> _EXERCISE BRIEF_
In the records below, find each line containing the word "ReplyKind" and copy it.

> _GIVEN DATA_
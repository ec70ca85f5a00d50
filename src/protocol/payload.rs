use super::{FEATURES_LEN, SCORE_LEN, be_u16, be_u32};
use crate::error::ProtocolError;
use bytemuck::{Pod, Zeroable};

#[repr(C)]
#[derive(Debug, Clone, Copy, Default, PartialEq, Eq, Pod, Zeroable)]
pub struct FeatureSnapshot {
    pub ofi: i32,
    /// Top-of-book imbalance, Q1.15.
    pub imbalance: i16,
    pub reserved: u16,
    /// Decayed arrival intensity, Q16.16.
    pub burst: u32,
    /// Decayed micro-volatility of the mid price, Q16.16.
    pub volatility: u32,
}

impl FeatureSnapshot {
    pub fn encode(&self) -> [u8; FEATURES_LEN] {
        let mut out = [0u8; FEATURES_LEN];
        out[0..4].copy_from_slice(&self.ofi.to_be_bytes());
        out[4..6].copy_from_slice(&self.imbalance.to_be_bytes());
        out[6..8].copy_from_slice(&self.reserved.to_be_bytes());
        out[8..12].copy_from_slice(&self.burst.to_be_bytes());
        out[12..16].copy_from_slice(&self.volatility.to_be_bytes());
        out
    }

    pub fn decode(bytes: &[u8]) -> Result<FeatureSnapshot, ProtocolError> {
        if bytes.len() < FEATURES_LEN {
            return Err(ProtocolError::Truncated {
                needed: FEATURES_LEN,
                actual: bytes.len(),
            });
        }
        Ok(FeatureSnapshot {
            ofi: be_u32(bytes, 0) as i32,
            imbalance: be_u16(bytes, 4) as i16,
            reserved: be_u16(bytes, 6),
            burst: be_u32(bytes, 8),
            volatility: be_u32(bytes, 12),
        })
    }
}

/// Signed Q16.16 model score produced by the inference lane.
#[derive(Debug, Clone, Copy, Default, PartialEq, Eq, PartialOrd, Ord, Hash)]
pub struct Score(pub i32);

impl Score {
    pub const FRAC_BITS: u32 = 16;

    #[inline(always)]
    pub fn from_raw(raw: u32) -> Score {
        Score(raw as i32)
    }

    #[inline(always)]
    pub fn to_raw(self) -> u32 {
        self.0 as u32
    }

    /// Whole units, saturating at the Q16.16 range.
    pub fn from_units(units: i32) -> Score {
        let raw = (units as i64) << Self::FRAC_BITS;
        Score(raw.clamp(i32::MIN as i64, i32::MAX as i64) as i32)
    }

    pub fn encode(self) -> [u8; SCORE_LEN] {
        self.to_raw().to_be_bytes()
    }
}
mod delta;
mod header;
mod payload;
mod trailer;

pub use delta::{Action, DeltaIter, DeltaRecord, Side, decode_deltas};
pub use header::{MsgType, PacketHeader, decode_header};
pub use payload::{FeatureSnapshot, Score};
pub use trailer::TimingTrailer;

use crate::clock;

pub const MAGIC: [u8; 4] = *b"LOB1";
pub const VERSION: u8 = 1;

pub const HEADER_LEN: usize = 32;
pub const DELTA_LEN: usize = 16;
pub const FEATURES_LEN: usize = 16;
pub const SCORE_LEN: usize = 4;
pub const TRAILER_LEN: usize = 56;

/// Largest reply the processor ever builds (header + features + score).
pub const MAX_REPLY_LEN: usize = HEADER_LEN + FEATURES_LEN + SCORE_LEN;

pub const FLAG_RESET: u16 = 1 << 15;
pub const FLAGS_COUNT_MASK: u16 = 0x7FFF;

/// A PING reply drops `payload` and gets `t_ingress_ns` stamped right before encoding.
///
/// # Panics
/// Panics if `out` is too small for the reply.
pub fn encode_reply(header: &PacketHeader, payload: &[u8], out: &mut [u8]) -> usize {
    let mut header = *header;
    let payload = if header.msg_type == MsgType::Ping as u8 {
        header.t_ingress_ns = clock::now_ns();
        &[][..]
    } else {
        payload
    };

    let total = HEADER_LEN + payload.len();
    assert!(
        out.len() >= total,
        "Reply buffer too small. Capacity: {}, Reply: {}",
        out.len(),
        total
    );
    out[..HEADER_LEN].copy_from_slice(&header.encode());
    out[HEADER_LEN..total].copy_from_slice(payload);
    total
}

/// # Panics
/// Panics if `deltas` holds more records than the 15-bit count field can declare.
pub fn encode_delta_batch(sequence: u32, t_send_ns: u64, reset: bool, deltas: &[DeltaRecord]) -> Vec<u8> {
    assert!(
        deltas.len() <= FLAGS_COUNT_MASK as usize,
        "Too many deltas for one batch. Max: {}, Got: {}",
        FLAGS_COUNT_MASK,
        deltas.len()
    );
    let header = PacketHeader::delta_batch(sequence, t_send_ns, reset, deltas.len() as u16);
    let mut out = Vec::with_capacity(HEADER_LEN + deltas.len() * DELTA_LEN);
    out.extend_from_slice(&header.encode());
    for delta in deltas {
        out.extend_from_slice(&delta.encode());
    }
    out
}

#[inline(always)]
pub(crate) fn be_u16(b: &[u8], at: usize) -> u16 {
    u16::from_be_bytes([b[at], b[at + 1]])
}

#[inline(always)]
pub(crate) fn be_u32(b: &[u8], at: usize) -> u32 {
    u32::from_be_bytes([b[at], b[at + 1], b[at + 2], b[at + 3]])
}

#[inline(always)]
pub(crate) fn be_u64(b: &[u8], at: usize) -> u64 {
    let mut raw = [0u8; 8];
    raw.copy_from_slice(&b[at..at + 8]);
    u64::from_be_bytes(raw)
}
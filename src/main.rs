use clap::Parser;
use lob_reflex::accel::{EmulatedAccelerator, SharedAccelerator};
use lob_reflex::config::{AcceleratorKind, BookKind, EngineConfig, FallbackPolicy, ReplyKind};
use lob_reflex::pipeline::{Pipeline, set_socket_buffers};
use lob_reflex::{InventoryHandle, TakeLiquidityPolicy};
use spdlog::prelude::*;
use std::net::{SocketAddr, UdpSocket};
use std::thread::sleep;
use std::time::{Duration, Instant};

#[derive(Parser)]
#[command(about = "LOB1 feature engine: book, fixed-point features, reflex and inference lanes")]
struct Args {
    #[arg(long, default_value = "0.0.0.0:4000")]
    bind: SocketAddr,

    #[arg(long, default_value_t = 1000)]
    rx_queue: usize,

    #[arg(long, default_value_t = 1000)]
    tx_queue: usize,

    #[arg(long, value_enum, default_value_t = ReplyKind::Features)]
    reply: ReplyKind,

    #[arg(long, value_enum, default_value_t = BookKind::Levels)]
    book: BookKind,

    #[arg(long, value_enum, default_value_t = AcceleratorKind::None)]
    accelerator: AcceleratorKind,

    #[arg(long, default_value_t = 2000)]
    accel_timeout_us: u64,

    /// Completion latency of the emulated accelerator.
    #[arg(long, default_value_t = 0)]
    emulated_latency_us: u64,

    #[arg(long, value_enum, default_value_t = FallbackPolicy::Recompute)]
    fallback: FallbackPolicy,

    #[arg(long, value_enum, default_value_t = TakeLiquidityPolicy::AlwaysBuy)]
    take_liquidity: TakeLiquidityPolicy,

    #[arg(long, default_value_t = 100)]
    max_inventory: i64,

    /// Starting net position.
    #[arg(long, default_value_t = 0, allow_hyphen_values = true)]
    inventory: i64,

    #[arg(long, default_value_t = 1000)]
    spread_limit: i64,

    #[arg(long, default_value_t = 200)]
    score_threshold: i32,

    #[arg(long, default_value_t = 8 << 20)]
    socket_buffer: usize,

    #[arg(long)]
    pin_cores: bool,

    #[arg(long)]
    latency_stats: bool,

    #[arg(long, default_value_t = 1000)]
    log_interval_ms: u64,

    /// Exit after this many seconds instead of running until a worker fails.
    #[arg(long)]
    run_for_secs: Option<u64>,
}

impl Args {
    fn config(&self) -> EngineConfig {
        EngineConfig {
            bind: self.bind,
            rx_queue_size: self.rx_queue,
            tx_queue_size: self.tx_queue,
            accel_timeout_us: self.accel_timeout_us,
            reply_kind: self.reply,
            book_kind: self.book,
            fallback_policy: self.fallback,
            take_liquidity: self.take_liquidity,
            max_inventory: self.max_inventory,
            spread_limit_ticks: self.spread_limit,
            score_threshold: self.score_threshold,
            pin_cores: self.pin_cores,
            latency_stats: self.latency_stats,
            socket_buffer_bytes: self.socket_buffer,
            log_interval: Duration::from_millis(self.log_interval_ms),
            accelerator: self.accelerator,
            emulated_latency_us: self.emulated_latency_us,
            ..EngineConfig::default()
        }
    }
}

fn main() -> Result<(), Box<dyn std::error::Error>> {
    let args = Args::parse();
    let config = args.config();
    config.validate()?;

    info!("[System] Booting lob-reflex on {}...", config.bind);
    let socket = UdpSocket::bind(config.bind)?;
    if config.socket_buffer_bytes > 0
        && let Err(e) = set_socket_buffers(&socket, config.socket_buffer_bytes)
    {
        warn!("[System] Could not size socket buffers: {}", e);
    }

    let accel = match config.accelerator {
        AcceleratorKind::None => None,
        AcceleratorKind::Emulated => Some(SharedAccelerator::new(
            EmulatedAccelerator::new()
                .with_latency(Duration::from_micros(config.emulated_latency_us)),
        )),
    };

    let pipeline = Pipeline::start(&config, socket, accel, InventoryHandle::new(args.inventory))?;

    let started = Instant::now();
    let deadline = args.run_for_secs.map(Duration::from_secs);
    while pipeline.is_healthy() {
        sleep(config.log_interval);
        let (rx_q, tx_q) = pipeline.queue_depths();
        info!("{}", pipeline.stats().format_kpi(rx_q, tx_q));
        if deadline.is_some_and(|d| started.elapsed() >= d) {
            let stats = pipeline.stop();
            info!("[System] Done! {}", stats.format_kpi(0, 0));
            return Ok(());
        }
    }

    error!("[System] A pipeline worker stopped, shutting down");
    Err("pipeline worker stopped".into())
}
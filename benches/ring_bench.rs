use criterion::{Criterion, Throughput, criterion_group, criterion_main};
use lob_reflex::WorkerEngine;
use lob_reflex::measure::LatencyMeasurer;
use lob_reflex::record::{Inbound, Outbound};
use lob_reflex::ring::RingOptions;
use std::hint::black_box;
use std::sync::Arc;
use std::sync::atomic::{AtomicBool, Ordering};
use std::thread;

fn bench_push_pop(c: &mut Criterion) {
    let engine = WorkerEngine::new();
    let mut group = c.benchmark_group("ring");
    group.throughput(Throughput::Elements(1));

    let (mut producer, mut consumer, _) = engine
        .new_ring::<u64>(RingOptions {
            name: "bench_u64",
            capacity: 1024,
        })
        .unwrap();
    let mut measurer = LatencyMeasurer::new(1000);
    group.bench_function("push_pop_u64", |b| {
        let mut val = 0u64;
        b.iter(|| {
            let _latency_guard = measurer.measure_with_guard();
            producer.try_push(black_box(&val));
            black_box(consumer.try_pop_with(|v| *v));
            val += 1;
        });
    });
    println!("push_pop_u64 latency:{}", measurer.format_stats());

    // Inbound records are ~4KB: this is the receiver-to-processor hop.
    let (mut producer, mut consumer, _) = engine
        .new_ring::<Inbound>(RingOptions {
            name: "bench_inbound",
            capacity: 1024,
        })
        .unwrap();
    let inbound = Inbound::new(1, "127.0.0.1:9000".parse().unwrap(), &[7u8; 96]);
    let mut measurer = LatencyMeasurer::new(1000);
    group.bench_function("push_pop_inbound", |b| {
        b.iter(|| {
            let _latency_guard = measurer.measure_with_guard();
            producer.try_push(black_box(&inbound));
            black_box(consumer.try_pop_with(|item| item.len));
        });
    });
    println!("push_pop_inbound latency:{}", measurer.format_stats());

    group.finish();
}

fn bench_cross_thread(c: &mut Criterion) {
    let engine = WorkerEngine::new();
    let mut group = c.benchmark_group("ring_cross_thread");
    group.throughput(Throughput::Elements(1));

    let (mut producer, mut consumer, _) = engine
        .new_ring::<Outbound>(RingOptions {
            name: "bench_outbound",
            capacity: 4096,
        })
        .unwrap();
    let done = Arc::new(AtomicBool::new(false));
    let drain = {
        let done = done.clone();
        thread::spawn(move || {
            while !done.load(Ordering::Relaxed) {
                if consumer.try_pop_with(|out| black_box(out.len)).is_none() {
                    std::hint::spin_loop();
                }
            }
        })
    };

    let record = <Outbound as bytemuck::Zeroable>::zeroed();
    group.bench_function("push_outbound", |b| {
        b.iter(|| producer.push(black_box(&record)));
    });

    done.store(true, Ordering::Relaxed);
    drain.join().unwrap();
    group.finish();
}

criterion_group!(benches, bench_push_pop, bench_cross_thread);
criterion_main!(benches);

> _YOUR RESPONSE_
use lob_reflex::config::{AcceleratorKind, BookKind, EngineConfig, FallbackPolicy, ReplyKind};
    #[arg(long, value_enum, default_value_t = ReplyKind::Features)]
    reply: ReplyKind,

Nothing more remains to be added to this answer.